=== BRIEF ===
How many lines of the data hold the word "Performer"? State the number and nothing else.

=== EXERCISE INPUTS ===
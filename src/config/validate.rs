// src/config/validate.rs

use crate::config::model::{FlowConfig, RawFlowConfig};
use crate::errors::{FlowError, Result};
use crate::types::ServiceKind;

/// Longest per-job delay accepted from config (one hour).
const MAX_DELAY_MS: u64 = 60 * 60 * 1000;

impl TryFrom<RawFlowConfig> for FlowConfig {
    type Error = FlowError;

    fn try_from(raw: RawFlowConfig) -> std::result::Result<Self, Self::Error> {
        validate_raw_config(&raw)?;
        Ok(FlowConfig::new_unchecked(raw.line, raw.service, raw.logging))
    }
}

fn validate_raw_config(cfg: &RawFlowConfig) -> Result<()> {
    validate_line(cfg)?;
    validate_service(cfg)?;
    Ok(())
}

fn validate_line(cfg: &RawFlowConfig) -> Result<()> {
    if cfg.line.max_concurrent == 0 {
        return Err(FlowError::ConfigError(
            "[line].max_concurrent must be >= 1 (got 0)".to_string(),
        ));
    }
    Ok(())
}

fn validate_service(cfg: &RawFlowConfig) -> Result<()> {
    let Some(delay) = cfg.service.delay_ms else {
        return Ok(());
    };

    if delay > MAX_DELAY_MS {
        return Err(FlowError::ConfigError(format!(
            "[service].delay_ms must be <= {MAX_DELAY_MS} (got {delay})"
        )));
    }

    // Delays are driven by the tokio timer, which an immediate service never
    // touches; the combination would silently require a runtime.
    if delay > 0 && cfg.service.kind == ServiceKind::Immediate {
        return Err(FlowError::ConfigError(
            "[service].delay_ms cannot be combined with kind = \"immediate\"".to_string(),
        ));
    }

    Ok(())
}
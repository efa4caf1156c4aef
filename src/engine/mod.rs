// src/engine/mod.rs

//! Driving progressions.
//!
//! - [`environment`] holds the `Environment` trait (per-stage service
//!   selection plus stop/before/adjust hooks) and two stock environments.
//! - [`progress`] is the cooperative "keep going?" predicate.
//! - [`runner`] is the one stepping loop; `Progression::deferred` is a
//!   `Runner` over a `UniformEnvironment`.

pub mod environment;
pub mod progress;
pub mod runner;

pub use environment::{Environment, TokenEnvironment, UniformEnvironment};
pub use progress::Progress;
pub use runner::Runner;
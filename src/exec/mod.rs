// src/exec/mod.rs

//! Execution layer: where jobs run.
//!
//! Nothing in this crate spawns threads directly; drivers and lines hand jobs
//! to an injected [`Service`].
//!
//! - [`service`] defines the `Service` trait, `Job` and `Performer`.
//! - [`immediate`] runs jobs on the calling thread (tests, sync pipelines).
//! - [`serial`] is the one-at-a-time `SerialQueue` with suspend/resume.
//! - [`pool`] hands jobs to a tokio runtime, optionally after a delay.
//! - [`main_loop`] funnels jobs to a single designated consumer loop.

pub mod immediate;
pub mod main_loop;
pub mod pool;
pub mod serial;
pub mod service;

pub use immediate::ImmediateService;
pub use main_loop::{MainLoop, MainService, main_loop};
pub use pool::{DelayedService, PoolMode, PoolService};
pub use serial::SerialQueue;
pub use service::{Job, Performer, Service};
use std::collections::VecDeque;
use std::sync::atomic::{AtomicUsize, Ordering};
use std::sync::{Arc, Mutex};

use stageflow::exec::{ImmediateService, Job, Performer, Service};

/// A service that counts how many jobs it was handed, then delegates.
pub struct CountingService {
    inner: Performer,
    count: AtomicUsize,
}

impl CountingService {
    /// Count and run immediately on the calling thread.
    pub fn immediate() -> Arc<Self> {
        Self::wrapping(Arc::new(ImmediateService))
    }

    pub fn wrapping(inner: Performer) -> Arc<Self> {
        Arc::new(Self {
            inner,
            count: AtomicUsize::new(0),
        })
    }

    pub fn count(&self) -> usize {
        self.count.load(Ordering::SeqCst)
    }
}

impl Service for CountingService {
    fn run(&self, job: Job) {
        self.count.fetch_add(1, Ordering::SeqCst);
        self.inner.run(job);
    }
}

/// A service that only runs jobs when the test tells it to.
///
/// Lets tests freeze a workflow between steps and inspect state.
#[derive(Default)]
pub struct ManualService {
    jobs: Mutex<VecDeque<Job>>,
}

impl ManualService {
    pub fn new() -> Arc<Self> {
        Arc::new(Self::default())
    }

    pub fn queued(&self) -> usize {
        self.jobs.lock().unwrap().len()
    }

    /// Run the oldest queued job. Returns false if there was none.
    pub fn run_next(&self) -> bool {
        let job = self.jobs.lock().unwrap().pop_front();
        match job {
            Some(job) => {
                job();
                true
            }
            None => false,
        }
    }

    /// Run the job at `index` in the queue (to finish items out of order).
    pub fn run_at(&self, index: usize) -> bool {
        let job = self.jobs.lock().unwrap().remove(index);
        match job {
            Some(job) => {
                job();
                true
            }
            None => false,
        }
    }

    /// Run jobs until the queue stays empty. Returns how many ran.
    pub fn run_all(&self) -> usize {
        let mut ran = 0;
        while self.run_next() {
            ran += 1;
        }
        ran
    }
}

impl Service for ManualService {
    fn run(&self, job: Job) {
        self.jobs.lock().unwrap().push_back(job);
    }
}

=== SOLVED EXERCISE ===
5